◆ Your instructions
Which lines of the entries contain the string "both"? Copy each of them.

◆ Given data
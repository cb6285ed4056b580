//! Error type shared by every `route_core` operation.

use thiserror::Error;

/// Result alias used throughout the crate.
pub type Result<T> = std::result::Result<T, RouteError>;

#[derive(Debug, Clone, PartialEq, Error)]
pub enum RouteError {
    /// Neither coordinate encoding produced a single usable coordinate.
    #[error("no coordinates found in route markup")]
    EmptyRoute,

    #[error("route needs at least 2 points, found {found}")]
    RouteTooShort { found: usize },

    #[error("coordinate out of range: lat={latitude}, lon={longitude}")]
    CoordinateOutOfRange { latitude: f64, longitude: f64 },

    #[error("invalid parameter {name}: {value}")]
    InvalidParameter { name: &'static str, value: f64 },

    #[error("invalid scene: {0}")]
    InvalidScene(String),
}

* * *

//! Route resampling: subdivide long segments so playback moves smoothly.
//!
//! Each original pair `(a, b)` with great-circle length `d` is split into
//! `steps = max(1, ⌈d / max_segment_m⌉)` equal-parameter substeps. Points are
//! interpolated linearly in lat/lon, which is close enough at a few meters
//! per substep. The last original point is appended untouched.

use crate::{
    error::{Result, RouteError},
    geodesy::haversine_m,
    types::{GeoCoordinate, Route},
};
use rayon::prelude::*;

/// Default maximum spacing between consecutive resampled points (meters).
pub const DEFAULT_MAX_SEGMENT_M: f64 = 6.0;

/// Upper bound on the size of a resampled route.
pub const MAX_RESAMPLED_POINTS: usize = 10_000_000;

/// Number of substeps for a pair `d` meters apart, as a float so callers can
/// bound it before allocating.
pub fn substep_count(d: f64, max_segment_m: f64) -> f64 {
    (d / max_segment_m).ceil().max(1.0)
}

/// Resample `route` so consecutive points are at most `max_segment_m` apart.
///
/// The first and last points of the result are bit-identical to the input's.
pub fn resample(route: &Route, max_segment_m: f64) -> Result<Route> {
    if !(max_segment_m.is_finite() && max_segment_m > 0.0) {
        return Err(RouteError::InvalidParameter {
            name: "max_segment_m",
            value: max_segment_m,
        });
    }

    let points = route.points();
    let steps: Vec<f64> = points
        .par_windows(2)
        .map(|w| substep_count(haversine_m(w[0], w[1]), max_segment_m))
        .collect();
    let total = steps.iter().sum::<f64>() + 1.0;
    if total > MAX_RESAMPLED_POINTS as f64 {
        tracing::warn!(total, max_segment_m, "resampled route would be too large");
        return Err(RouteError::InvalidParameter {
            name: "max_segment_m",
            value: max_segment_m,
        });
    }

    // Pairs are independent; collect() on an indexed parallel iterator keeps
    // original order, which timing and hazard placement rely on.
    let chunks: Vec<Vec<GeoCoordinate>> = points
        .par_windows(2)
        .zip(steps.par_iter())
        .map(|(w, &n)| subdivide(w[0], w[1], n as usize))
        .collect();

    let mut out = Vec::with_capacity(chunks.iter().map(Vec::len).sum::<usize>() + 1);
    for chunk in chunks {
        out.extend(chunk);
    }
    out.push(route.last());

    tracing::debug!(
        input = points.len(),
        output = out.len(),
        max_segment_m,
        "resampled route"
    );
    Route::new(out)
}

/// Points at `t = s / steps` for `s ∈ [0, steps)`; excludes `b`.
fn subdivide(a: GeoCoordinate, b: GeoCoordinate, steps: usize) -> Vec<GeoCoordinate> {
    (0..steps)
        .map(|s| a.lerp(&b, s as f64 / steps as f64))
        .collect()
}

--

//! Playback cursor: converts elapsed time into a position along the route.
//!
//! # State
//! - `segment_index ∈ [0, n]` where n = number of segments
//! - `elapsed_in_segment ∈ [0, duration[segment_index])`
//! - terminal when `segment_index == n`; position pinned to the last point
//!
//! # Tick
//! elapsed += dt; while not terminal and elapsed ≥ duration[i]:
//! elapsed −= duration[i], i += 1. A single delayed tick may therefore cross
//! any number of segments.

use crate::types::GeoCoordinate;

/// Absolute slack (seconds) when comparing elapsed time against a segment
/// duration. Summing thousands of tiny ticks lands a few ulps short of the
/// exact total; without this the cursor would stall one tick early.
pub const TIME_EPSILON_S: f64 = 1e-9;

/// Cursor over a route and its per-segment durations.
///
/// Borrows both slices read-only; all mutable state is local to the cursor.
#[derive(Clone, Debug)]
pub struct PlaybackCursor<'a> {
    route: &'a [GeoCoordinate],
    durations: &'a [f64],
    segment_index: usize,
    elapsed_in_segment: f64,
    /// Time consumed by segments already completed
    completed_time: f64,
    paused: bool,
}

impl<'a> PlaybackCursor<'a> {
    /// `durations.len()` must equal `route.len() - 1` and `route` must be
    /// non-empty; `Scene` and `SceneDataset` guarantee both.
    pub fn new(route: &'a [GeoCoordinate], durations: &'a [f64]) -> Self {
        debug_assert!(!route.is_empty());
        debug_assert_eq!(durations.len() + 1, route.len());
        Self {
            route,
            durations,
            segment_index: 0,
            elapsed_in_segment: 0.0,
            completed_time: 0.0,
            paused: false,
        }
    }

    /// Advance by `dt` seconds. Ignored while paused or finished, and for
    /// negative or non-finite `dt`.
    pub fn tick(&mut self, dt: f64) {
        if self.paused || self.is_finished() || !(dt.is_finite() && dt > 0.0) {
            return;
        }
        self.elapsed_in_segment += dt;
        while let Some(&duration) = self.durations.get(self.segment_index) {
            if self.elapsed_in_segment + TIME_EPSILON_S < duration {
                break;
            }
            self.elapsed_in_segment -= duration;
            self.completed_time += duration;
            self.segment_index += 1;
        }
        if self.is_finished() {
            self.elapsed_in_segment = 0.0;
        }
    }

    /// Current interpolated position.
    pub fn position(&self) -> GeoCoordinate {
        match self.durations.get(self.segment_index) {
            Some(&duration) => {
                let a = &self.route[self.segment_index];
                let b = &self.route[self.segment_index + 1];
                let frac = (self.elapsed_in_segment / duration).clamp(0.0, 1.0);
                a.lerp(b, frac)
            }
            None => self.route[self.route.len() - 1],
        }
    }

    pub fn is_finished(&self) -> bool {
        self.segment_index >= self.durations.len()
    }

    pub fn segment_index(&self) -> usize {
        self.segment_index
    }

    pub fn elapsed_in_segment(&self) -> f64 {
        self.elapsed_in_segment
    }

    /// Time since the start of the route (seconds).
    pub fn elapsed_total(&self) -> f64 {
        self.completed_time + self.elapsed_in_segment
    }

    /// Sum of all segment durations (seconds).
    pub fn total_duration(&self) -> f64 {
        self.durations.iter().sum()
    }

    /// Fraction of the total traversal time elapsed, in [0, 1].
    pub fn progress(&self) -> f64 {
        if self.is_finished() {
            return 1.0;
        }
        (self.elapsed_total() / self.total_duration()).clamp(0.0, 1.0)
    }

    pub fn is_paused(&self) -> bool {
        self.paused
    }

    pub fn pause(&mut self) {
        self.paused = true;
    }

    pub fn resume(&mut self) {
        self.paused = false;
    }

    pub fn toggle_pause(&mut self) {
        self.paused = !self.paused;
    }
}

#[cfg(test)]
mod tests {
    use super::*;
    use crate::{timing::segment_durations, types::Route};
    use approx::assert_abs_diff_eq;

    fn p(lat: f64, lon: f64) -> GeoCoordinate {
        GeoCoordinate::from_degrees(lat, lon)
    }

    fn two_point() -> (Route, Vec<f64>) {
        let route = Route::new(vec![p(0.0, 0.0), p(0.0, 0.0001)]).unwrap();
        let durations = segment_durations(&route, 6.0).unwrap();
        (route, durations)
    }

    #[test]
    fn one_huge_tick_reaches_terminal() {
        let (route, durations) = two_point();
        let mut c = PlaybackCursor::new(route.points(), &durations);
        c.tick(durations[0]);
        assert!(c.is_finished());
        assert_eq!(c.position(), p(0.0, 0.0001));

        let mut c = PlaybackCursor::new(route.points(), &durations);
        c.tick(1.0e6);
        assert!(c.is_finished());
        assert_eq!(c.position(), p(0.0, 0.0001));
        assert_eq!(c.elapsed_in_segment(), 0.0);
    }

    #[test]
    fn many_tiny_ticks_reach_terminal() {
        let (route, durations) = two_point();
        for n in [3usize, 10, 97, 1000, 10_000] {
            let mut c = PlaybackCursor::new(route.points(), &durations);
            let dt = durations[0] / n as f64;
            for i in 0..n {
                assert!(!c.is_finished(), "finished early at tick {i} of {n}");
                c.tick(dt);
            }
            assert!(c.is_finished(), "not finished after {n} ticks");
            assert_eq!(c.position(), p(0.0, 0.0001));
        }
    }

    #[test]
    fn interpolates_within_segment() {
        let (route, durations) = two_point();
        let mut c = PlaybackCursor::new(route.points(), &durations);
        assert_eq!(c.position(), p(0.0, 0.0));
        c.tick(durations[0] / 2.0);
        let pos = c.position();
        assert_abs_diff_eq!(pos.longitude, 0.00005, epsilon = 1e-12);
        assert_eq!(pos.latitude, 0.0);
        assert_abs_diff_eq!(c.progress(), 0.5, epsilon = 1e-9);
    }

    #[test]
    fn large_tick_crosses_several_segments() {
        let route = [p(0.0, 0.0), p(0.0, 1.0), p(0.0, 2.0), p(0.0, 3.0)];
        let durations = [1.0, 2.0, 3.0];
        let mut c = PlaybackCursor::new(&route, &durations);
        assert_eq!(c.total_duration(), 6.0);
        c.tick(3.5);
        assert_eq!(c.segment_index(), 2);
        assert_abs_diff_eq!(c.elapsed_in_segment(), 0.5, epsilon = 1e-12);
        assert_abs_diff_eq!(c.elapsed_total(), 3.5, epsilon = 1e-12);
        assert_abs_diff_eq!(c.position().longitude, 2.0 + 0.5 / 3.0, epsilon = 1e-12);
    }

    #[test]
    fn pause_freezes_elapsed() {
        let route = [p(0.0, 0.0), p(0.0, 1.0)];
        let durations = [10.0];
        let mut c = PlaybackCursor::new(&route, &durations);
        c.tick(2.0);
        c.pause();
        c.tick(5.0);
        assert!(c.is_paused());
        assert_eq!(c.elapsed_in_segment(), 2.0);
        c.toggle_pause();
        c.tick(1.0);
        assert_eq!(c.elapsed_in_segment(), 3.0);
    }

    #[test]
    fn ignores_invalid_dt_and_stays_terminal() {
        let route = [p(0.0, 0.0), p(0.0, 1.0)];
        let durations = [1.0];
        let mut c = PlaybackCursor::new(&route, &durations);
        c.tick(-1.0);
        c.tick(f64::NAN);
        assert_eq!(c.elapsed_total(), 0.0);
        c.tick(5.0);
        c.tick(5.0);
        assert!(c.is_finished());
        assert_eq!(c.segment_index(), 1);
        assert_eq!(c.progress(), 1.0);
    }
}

◆ Result of this task
/// Borrows both slices read-only; all mutable state is local to the cursor.
    /// non-empty; `Scene` and `SceneDataset` guarantee both.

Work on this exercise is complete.